[109] Decetia, now Décise.

[110] Noviodunum, now Nevers.

[111] The ides of February. The middle of the month was called idus (from the Etruscan iduare—to divide; see div—idere). In March, May, June and October it fell on the 15th, during the rest of the months on the 13th day.

[112] Lilybaeum. A city on the western point of Sicily, now Marsala.

[113] Vesontio. Now Besançon.

[114] Argentoratum. Now Strassburg in Alsace.

[115] Opimian wine-jars. Jars containing the vintage of former years, jars with wine that was pressed under the rule of the Consul Lucius Opimius (633 years after the building of Rome.) See Cic. Brut. 83, 287; Vell. II, 7.

[116] Rhaetia, embraced portions of what is now Tyrol, Upper Bavaria and Switzerland.

[117] Pindar, (Πίνδαρος.) A Greek lyric poet, born at Thebes, 522 B. C. The only poems of Pindar which have come down to us complete are his Epinicia, festal songs to celebrate the triumph of the victor at the Greek national games.

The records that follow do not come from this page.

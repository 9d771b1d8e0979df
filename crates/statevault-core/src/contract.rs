//! ContractId and ContractRegistry for contract type identity.
//!
//! Every contract type known to the node has a unique [`ContractId`]
//! providing O(1) identity comparison. The [`ContractRegistry`] manages
//! registration and lookup and answers the one question the soft-lock
//! machinery asks: is this contract a fungible asset?

use std::collections::HashMap;
use std::fmt;

use serde::{Deserialize, Serialize};

use crate::error::CoreError;

/// Unique identifier for a contract type in the registry.
///
/// The inner value is an index into the [`ContractRegistry`]'s contract
/// vector.
#[derive(Debug, Clone, Copy, PartialEq, Eq, Hash, Serialize, Deserialize)]
pub struct ContractId(pub u32);

impl fmt::Display for ContractId {
    fn fmt(&self, f: &mut fmt::Formatter<'_>) -> fmt::Result {
        write!(f, "ContractId({})", self.0)
    }
}

/// Lockability classification of a contract type.
///
/// Only `FungibleAsset` states are ever soft-locked; `Plain` states pass
/// through transaction building without touching the lock table.
#[derive(Debug, Clone, Copy, PartialEq, Eq, Serialize, Deserialize)]
#[serde(rename_all = "snake_case")]
pub enum ContractKind {
    Plain,
    FungibleAsset,
}

/// Metadata for a registered contract type.
#[derive(Debug, Clone, Serialize, Deserialize)]
pub struct ContractMeta {
    /// Unique contract name (e.g. "net.example.cash").
    pub name: String,
    /// Lockability classification.
    pub kind: ContractKind,
}

/// Registry of all contract types known to the node.
///
/// Built up-front during node configuration and shared read-only
/// afterwards, so registration takes `&mut self` and lookups take `&self`.
#[derive(Debug, Clone, Default, Serialize, Deserialize)]
pub struct ContractRegistry {
    /// Contracts indexed by ContractId.0
    contracts: Vec<ContractMeta>,
    /// Named contract lookup
    names: HashMap<String, ContractId>,
}

impl ContractRegistry {
    /// Creates an empty registry.
    pub fn new() -> Self {
        ContractRegistry::default()
    }

    /// Registers a contract type, returning its assigned id.
    ///
    /// Names must be unique; re-registering an existing name returns
    /// [`CoreError::DuplicateContractName`].
    pub fn register(&mut self, name: &str, kind: ContractKind) -> Result<ContractId, CoreError> {
        if self.names.contains_key(name) {
            return Err(CoreError::DuplicateContractName {
                name: name.to_string(),
            });
        }
        let id = ContractId(self.contracts.len() as u32);
        self.contracts.push(ContractMeta {
            name: name.to_string(),
            kind,
        });
        self.names.insert(name.to_string(), id);
        Ok(id)
    }

    /// Looks up a contract by id.
    pub fn get(&self, id: ContractId) -> Result<&ContractMeta, CoreError> {
        self.contracts
            .get(id.0 as usize)
            .ok_or(CoreError::ContractNotFound { id })
    }

    /// Looks up a contract id by name.
    pub fn lookup(&self, name: &str) -> Option<ContractId> {
        self.names.get(name).copied()
    }

    /// The lockability predicate: does `id` name a fungible asset contract?
    pub fn is_fungible(&self, id: ContractId) -> Result<bool, CoreError> {
        Ok(self.get(id)?.kind == ContractKind::FungibleAsset)
    }

    /// Number of registered contracts.
    pub fn len(&self) -> usize {
        self.contracts.len()
    }

    /// True if no contracts are registered.
    pub fn is_empty(&self) -> bool {
        self.contracts.is_empty()
    }
}
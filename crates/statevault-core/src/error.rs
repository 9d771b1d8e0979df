//! Core error types for statevault-core.
//!
//! Uses `thiserror` for structured, matchable error variants covering
//! all anticipated failure modes in the core data model.

use crate::contract::ContractId;
use thiserror::Error;

/// Core errors produced by the statevault-core crate.
#[derive(Debug, Error)]
pub enum CoreError {
    /// Attempting to register a contract name that already exists.
    #[error("duplicate contract name: '{name}'")]
    DuplicateContractName { name: String },

    /// A ContractId was not found in the contract registry.
    #[error("contract not found: ContractId({id})", id = id.0)]
    ContractNotFound { id: ContractId },

    /// A transaction hash failed to parse.
    #[error("invalid transaction hash: {reason}")]
    InvalidHash { reason: String },

    /// An output index was out of range for a transaction.
    #[error("output index {index} out of range ({count} outputs)")]
    OutputOutOfRange { index: u32, count: usize },
}
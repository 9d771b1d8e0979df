//! Stable identifier newtypes for ledger entities.
//!
//! All identifiers are distinct newtype wrappers, providing type safety so
//! that a [`LockId`] cannot be accidentally used where a [`TxHash`] is
//! expected. [`StateRef`] is `Ord` so that callers acquiring multiple locks
//! can sort request sets into a consistent order.

use std::fmt;

use serde::{Deserialize, Serialize};
use uuid::Uuid;

use crate::error::CoreError;

/// Identifier of a recorded transaction: a 32-byte content digest.
#[derive(Debug, Clone, Copy, PartialEq, Eq, Hash, PartialOrd, Ord, Serialize, Deserialize)]
pub struct TxHash(pub [u8; 32]);

impl TxHash {
    /// Renders the hash as a lowercase hex string.
    pub fn to_hex(&self) -> String {
        let mut out = String::with_capacity(64);
        for byte in &self.0 {
            out.push(HEX[(byte >> 4) as usize]);
            out.push(HEX[(byte & 0x0f) as usize]);
        }
        out
    }

    /// Parses a 64-character hex string back into a hash.
    pub fn from_hex(s: &str) -> Result<TxHash, CoreError> {
        if s.len() != 64 {
            return Err(CoreError::InvalidHash {
                reason: format!("expected 64 hex chars, got {}", s.len()),
            });
        }
        let mut bytes = [0u8; 32];
        for (i, chunk) in s.as_bytes().chunks(2).enumerate() {
            let hi = hex_val(chunk[0]).ok_or_else(|| CoreError::InvalidHash {
                reason: format!("invalid hex char at {}", i * 2),
            })?;
            let lo = hex_val(chunk[1]).ok_or_else(|| CoreError::InvalidHash {
                reason: format!("invalid hex char at {}", i * 2 + 1),
            })?;
            bytes[i] = (hi << 4) | lo;
        }
        Ok(TxHash(bytes))
    }
}

const HEX: [char; 16] = [
    '0', '1', '2', '3', '4', '5', '6', '7', '8', '9', 'a', 'b', 'c', 'd', 'e', 'f',
];

fn hex_val(c: u8) -> Option<u8> {
    match c {
        b'0'..=b'9' => Some(c - b'0'),
        b'a'..=b'f' => Some(c - b'a' + 10),
        b'A'..=b'F' => Some(c - b'A' + 10),
        _ => None,
    }
}

impl fmt::Display for TxHash {
    fn fmt(&self, f: &mut fmt::Formatter<'_>) -> fmt::Result {
        write!(f, "{}", self.to_hex())
    }
}

/// Reference to a single transaction output: transaction hash plus output
/// index. Globally unique and immutable once a transaction is recorded.
#[derive(Debug, Clone, Copy, PartialEq, Eq, Hash, PartialOrd, Ord, Serialize, Deserialize)]
pub struct StateRef {
    pub txhash: TxHash,
    pub index: u32,
}

impl StateRef {
    pub fn new(txhash: TxHash, index: u32) -> Self {
        StateRef { txhash, index }
    }
}

impl fmt::Display for StateRef {
    fn fmt(&self, f: &mut fmt::Formatter<'_>) -> fmt::Result {
        write!(f, "{}:{}", self.txhash, self.index)
    }
}

/// Identifier of the flow run holding a set of soft locks (UUID v4 newtype).
///
/// Generated once per logical flow run and persisted in the flow checkpoint,
/// so the same value survives a checkpoint restore. The soft-lock machinery
/// keys everything by this value; it never holds a reference to the flow
/// object itself.
#[derive(Debug, Clone, Copy, PartialEq, Eq, Hash, Serialize, Deserialize)]
pub struct LockId(pub Uuid);

impl LockId {
    /// Allocates a fresh lock id for a new flow run.
    pub fn fresh() -> Self {
        LockId(Uuid::new_v4())
    }
}

impl fmt::Display for LockId {
    fn fmt(&self, f: &mut fmt::Formatter<'_>) -> fmt::Result {
        write!(f, "{}", self.0)
    }
}
//! The [`VaultStore`] trait defining the storage contract for ledger states.
//!
//! All backends (InMemoryVault, SqliteVault, test doubles) implement this
//! trait, ensuring they are fully swappable without changing node logic.
//! Methods take `&self`: backends guard their interior state themselves so
//! the store can be shared as `Arc<dyn VaultStore>` across flow tasks.

use statevault_core::{LockId, StateAndRef, StateRef, TransactionState, TxHash};

use crate::error::VaultError;
use crate::types::VaultQuery;

/// The storage contract for the vault.
pub trait VaultStore: Send + Sync {
    // -------------------------------------------------------------------
    // State recording
    // -------------------------------------------------------------------

    /// Records a transaction output as an unconsumed state.
    ///
    /// Idempotent under replay: re-recording the same reference with the
    /// same content succeeds; differing content is a
    /// [`VaultError::DuplicateState`].
    fn insert_state(&self, state_ref: &StateRef, state: &TransactionState)
        -> Result<(), VaultError>;

    /// Retrieves a state by reference.
    fn get_state(&self, state_ref: &StateRef) -> Result<StateAndRef, VaultError>;

    /// Marks states as consumed by a finalized transaction.
    ///
    /// Consumption supersedes any soft lock on the state, which is cleared
    /// in the same operation. Re-consuming by the same transaction is a
    /// no-op; by a different one, [`VaultError::StateConsumed`].
    fn consume_states(&self, refs: &[StateRef], consuming: &TxHash) -> Result<(), VaultError>;

    // -------------------------------------------------------------------
    // Soft-lock mirror
    // -------------------------------------------------------------------

    /// Sets the soft-lock annotation on the given states.
    ///
    /// Returns the number of rows updated. Missing refs are an error;
    /// the node only marks states it has just recorded or selected.
    fn mark_locked(&self, lock_id: LockId, refs: &[StateRef]) -> Result<usize, VaultError>;

    /// Clears the soft-lock annotation for a flow run.
    ///
    /// With `refs = None`, clears every state held by `lock_id` (the
    /// full-set release issued at flow termination). With `Some(refs)`,
    /// clears only those of the given refs still annotated with `lock_id`;
    /// others are silently skipped. Returns the number of rows cleared.
    fn clear_locks(&self, lock_id: LockId, refs: Option<&[StateRef]>)
        -> Result<usize, VaultError>;

    /// All currently soft-locked states with their holders.
    ///
    /// Used to rebuild the in-memory lock table after a process restart.
    fn locked_states(&self) -> Result<Vec<(StateRef, LockId)>, VaultError>;

    // -------------------------------------------------------------------
    // Queries
    // -------------------------------------------------------------------

    /// Returns states matching the query, ordered by state ref.
    fn query(&self, query: &VaultQuery) -> Result<Vec<StateAndRef>, VaultError>;
}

[118] Imperial spies. For such persons, see Epict. Diss. IV, 13, 5: “Thoughtless people in Rome allow themselves to be arrested by the soldiers, in consequence of their over-hasty confidence. A soldier in civilian’s dress sits down beside you, and begins to abuse the emperor. You believe, that the circumstance that he commenced the reviling, affords you a guarantee of his trustworthiness, you therefore express your thoughts, and are instantly fettered and thrown into prison.”